**Assignment**
Within the entries below, the lines from the one with "use std::pin::Pin;" through the one with "let (name, arguments)" are to be set down exactly, both ends kept.

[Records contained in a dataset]
*** Block opens ***

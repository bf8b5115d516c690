use std::collections::VecDeque;
use std::pin::Pin;
use std::sync::{Arc, Mutex};
use std::task::{Context, Poll, ready};

use colloquy_http::Sse;
use colloquy_model::{
    ErrorKind, FinishReason, ModelResponse, ResponseChunk, Usage,
};
use pin_project_lite::pin_project;

use crate::Error;
use crate::proto::{ChatCompletionChunk, CompletionUsage, ToolCall};

/// Streaming state of one tool call, keyed by the wire `index`.
struct PartialToolCall {
    wire_index: Option<u32>,
    id: Option<String>,
    name: String,
    // Argument text received before the name was known.
    buffered_args: String,
    started: bool,
}

struct PartialState {
    sse: Sse,
    id: Option<String>,
    tool_calls: Vec<PartialToolCall>,
    // Normalized chunks that are ready to be returned to the caller.
    queue: VecDeque<ResponseChunk>,
    finish_reason: Option<FinishReason>,
    usage: Option<Usage>,
    finished: bool,
    usage_counter: Arc<Mutex<Usage>>,
}

impl PartialState {
    fn tool_call_position(&mut self, wire_index: Option<u32>) -> usize {
        let existing = self
            .tool_calls
            .iter()
            .position(|t| wire_index.is_some() && t.wire_index == wire_index);
        match existing {
            Some(pos) => pos,
            None => {
                self.tool_calls.push(PartialToolCall {
                    wire_index,
                    id: None,
                    name: String::new(),
                    buffered_args: String::new(),
                    started: false,
                });
                self.tool_calls.len() - 1
            }
        }
    }

    fn patch_tool_call(&mut self, tool_call: ToolCall) {
        let index = self.tool_call_position(tool_call.index);
        let partial = &mut self.tool_calls[index];
        if let Some(id) = tool_call.id {
            partial.id.get_or_insert_default().push_str(&id);
        }
        let (name, arguments) = match tool_call.function {
            Some(function) => (function.name, function.arguments),
            None => (None, None),
        };
        if let Some(name) = name {
            partial.name.push_str(&name);
        }
        if let Some(arguments) = arguments {
            partial.buffered_args.push_str(&arguments);
        }

        if !partial.started && !partial.name.is_empty() {
            partial.started = true;
            self.queue.push_back(ResponseChunk::ToolCallStart {
                index,
                id: partial.id.clone().filter(|id| !id.is_empty()),
                name: partial.name.clone(),
            });
        }
        if partial.started && !partial.buffered_args.is_empty() {
            self.queue.push_back(ResponseChunk::ToolCallArgsDelta {
                index,
                delta: std::mem::take(&mut partial.buffered_args),
            });
        }
    }

    fn complete_tool_calls(&mut self) -> Result<(), Error> {
        for (index, partial) in self.tool_calls.iter_mut().enumerate() {
            if !partial.started {
                return Err(Error::new(
                    "tool call without a function name",
                    ErrorKind::MalformedResponse,
                ));
            }
            if !partial.buffered_args.is_empty() {
                self.queue.push_back(ResponseChunk::ToolCallArgsDelta {
                    index,
                    delta: std::mem::take(&mut partial.buffered_args),
                });
            }
            self.queue
                .push_back(ResponseChunk::ToolCallComplete { index });
        }
        Ok(())
    }

    fn finish(&mut self) {
        self.finished = true;
        let finish_reason = self.finish_reason.unwrap_or(
            if self.tool_calls.is_empty() {
                FinishReason::Stop
            } else {
                FinishReason::ToolCalls
            },
        );
        if let Some(usage) = &self.usage {
            if let Ok(mut counter) = self.usage_counter.lock() {
                counter.accumulate(usage);
            }
        }
        self.queue.push_back(ResponseChunk::Done {
            finish_reason,
            usage: self.usage,
        });
    }
}

type PinnedFuture<T> = Pin<Box<dyn Future<Output = T> + Send>>;
type NextChunk = Result<(Option<ResponseChunk>, PartialState), Error>;

pin_project! {
    /// A streamed chat completion.
    pub struct OpenAIResponse {
        next_chunk_fut: Option<PinnedFuture<NextChunk>>,
    }
}

impl OpenAIResponse {
    #[inline]
    pub(crate) fn from_sse(sse: Sse, usage_counter: Arc<Mutex<Usage>>) -> Self {
        let partial_state = PartialState {
            sse,
            id: None,
            tool_calls: Default::default(),
            queue: Default::default(),
            finish_reason: None,
            usage: None,
            finished: false,
            usage_counter,
        };
        let next_chunk_fut = async move { next_chunk(partial_state).await };
        Self {
            next_chunk_fut: Some(Box::pin(next_chunk_fut)),
        }
    }
}

impl ModelResponse for OpenAIResponse {
    type Error = crate::Error;

    fn poll_next_chunk(
        self: Pin<&mut Self>,
        cx: &mut Context<'_>,
    ) -> Poll<Result<Option<ResponseChunk>, Self::Error>> {
        let this = self.project();
        let Some(next_chunk_fut) = this.next_chunk_fut else {
            // The stream has been exhausted.
            return Poll::Ready(Ok(None));
        };
        let (chunk, partial_state) =
            match ready!(next_chunk_fut.as_mut().poll(cx)) {
                Ok((Some(chunk), partial_state)) => (chunk, partial_state),
                Ok((None, _)) => {
                    *this.next_chunk_fut = None;
                    return Poll::Ready(Ok(None));
                }
                Err(err) => {
                    *this.next_chunk_fut = None;
                    return Poll::Ready(Err(err));
                }
            };

        // The stream may still have more data to pull, create a new future for
        // the next chunk.
        let next_chunk_fut = async move { next_chunk(partial_state).await };
        *this.next_chunk_fut = Some(Box::pin(next_chunk_fut));

        Poll::Ready(Ok(Some(chunk)))
    }
}

#[inline]
pub(crate) fn map_finish_reason(
    finish_reason: &str,
    has_tool_calls: bool,
) -> FinishReason {
    match finish_reason {
        "tool_calls" | "function_call" => FinishReason::ToolCalls,
        "stop" if has_tool_calls => FinishReason::ToolCalls,
        "stop" => FinishReason::Stop,
        _ => FinishReason::Other,
    }
}

#[inline]
pub(crate) fn map_usage(usage: CompletionUsage) -> Usage {
    Usage {
        input_tokens: usage.prompt_tokens,
        output_tokens: usage.completion_tokens,
    }
}

async fn next_chunk(
    mut partial_state: PartialState,
) -> Result<(Option<ResponseChunk>, PartialState), Error> {
    loop {
        if let Some(chunk) = partial_state.queue.pop_front() {
            return Ok((Some(chunk), partial_state));
        }
        if partial_state.finished {
            return Ok((None, partial_state));
        }

        let sse_event = match partial_state.sse.next_event().await {
            Ok(Some(event)) => event,
            Ok(None) => {
                if partial_state.finish_reason.is_none() {
                    return Err(Error::new(
                        "stream ended before the response completed",
                        ErrorKind::Transport,
                    ));
                }
                partial_state.finish();
                continue;
            }
            Err(colloquy_http::SseError::ChunksError(err)) => {
                return Err(Error::new(err.message, err.kind));
            }
            Err(err) => {
                return Err(Error::new(
                    format!("{err:?}"),
                    ErrorKind::MalformedResponse,
                ));
            }
        };
        trace!("got sse event: {sse_event}");
        if sse_event == "[DONE]" {
            partial_state.finish();
            continue;
        }

        let mut chunk = serde_json::from_str::<ChatCompletionChunk>(&sse_event)
            .map_err(|err| {
                Error::new(format!("{err}"), ErrorKind::MalformedResponse)
            })?;
        if partial_state.id.get_or_insert_with(|| chunk.id.clone()) != &chunk.id
        {
            return Err(Error::new(
                "chunk id mismatch",
                ErrorKind::MalformedResponse,
            ));
        };

        if let Some(usage) = chunk.usage {
            partial_state.usage = Some(map_usage(usage));
        }

        let Some(choice) = chunk.choices.pop() else {
            continue;
        };

        if let Some(content) = choice.delta.content {
            if !content.is_empty() {
                partial_state
                    .queue
                    .push_back(ResponseChunk::TextDelta(content));
            }
        }
        if let Some(reasoning_content) = &choice.delta.reasoning_content {
            trace!("got reasoning content: {reasoning_content}");
        }
        if let Some(tool_calls) = choice.delta.tool_calls {
            for tool_call in tool_calls {
                partial_state.patch_tool_call(tool_call);
            }
        }

        // The order of chunks is important. Text and argument deltas of this
        // event go first, then completions of all tool calls.
        if let Some(finish_reason) = choice.finish_reason {
            partial_state.complete_tool_calls()?;
            partial_state.finish_reason = Some(map_finish_reason(
                &finish_reason,
                !partial_state.tool_calls.is_empty(),
            ));
        }
    }
}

*** Block closes ***

**Output below**
use std::pin::Pin;
use std::sync::{Arc, Mutex};
use std::task::{Context, Poll, ready};

use colloquy_http::Sse;
use colloquy_model::{
    ErrorKind, FinishReason, ModelResponse, ResponseChunk, Usage,
};
use pin_project_lite::pin_project;

use crate::Error;
use crate::proto::{ChatCompletionChunk, CompletionUsage, ToolCall};

/// Streaming state of one tool call, keyed by the wire `index`.
struct PartialToolCall {
    wire_index: Option<u32>,
    id: Option<String>,
    name: String,
    // Argument text received before the name was known.
    buffered_args: String,
    started: bool,
}

struct PartialState {
    sse: Sse,
    id: Option<String>,
    tool_calls: Vec<PartialToolCall>,
    // Normalized chunks that are ready to be returned to the caller.
    queue: VecDeque<ResponseChunk>,
    finish_reason: Option<FinishReason>,
    usage: Option<Usage>,
    finished: bool,
    usage_counter: Arc<Mutex<Usage>>,
}

impl PartialState {
    fn tool_call_position(&mut self, wire_index: Option<u32>) -> usize {
        let existing = self
            .tool_calls
            .iter()
            .position(|t| wire_index.is_some() && t.wire_index == wire_index);
        match existing {
            Some(pos) => pos,
            None => {
                self.tool_calls.push(PartialToolCall {
                    wire_index,
                    id: None,
                    name: String::new(),
                    buffered_args: String::new(),
                    started: false,
                });
                self.tool_calls.len() - 1
            }
        }
    }

    fn patch_tool_call(&mut self, tool_call: ToolCall) {
        let index = self.tool_call_position(tool_call.index);
        let partial = &mut self.tool_calls[index];
        if let Some(id) = tool_call.id {
            partial.id.get_or_insert_default().push_str(&id);
        }
        let (name, arguments) = match tool_call.function {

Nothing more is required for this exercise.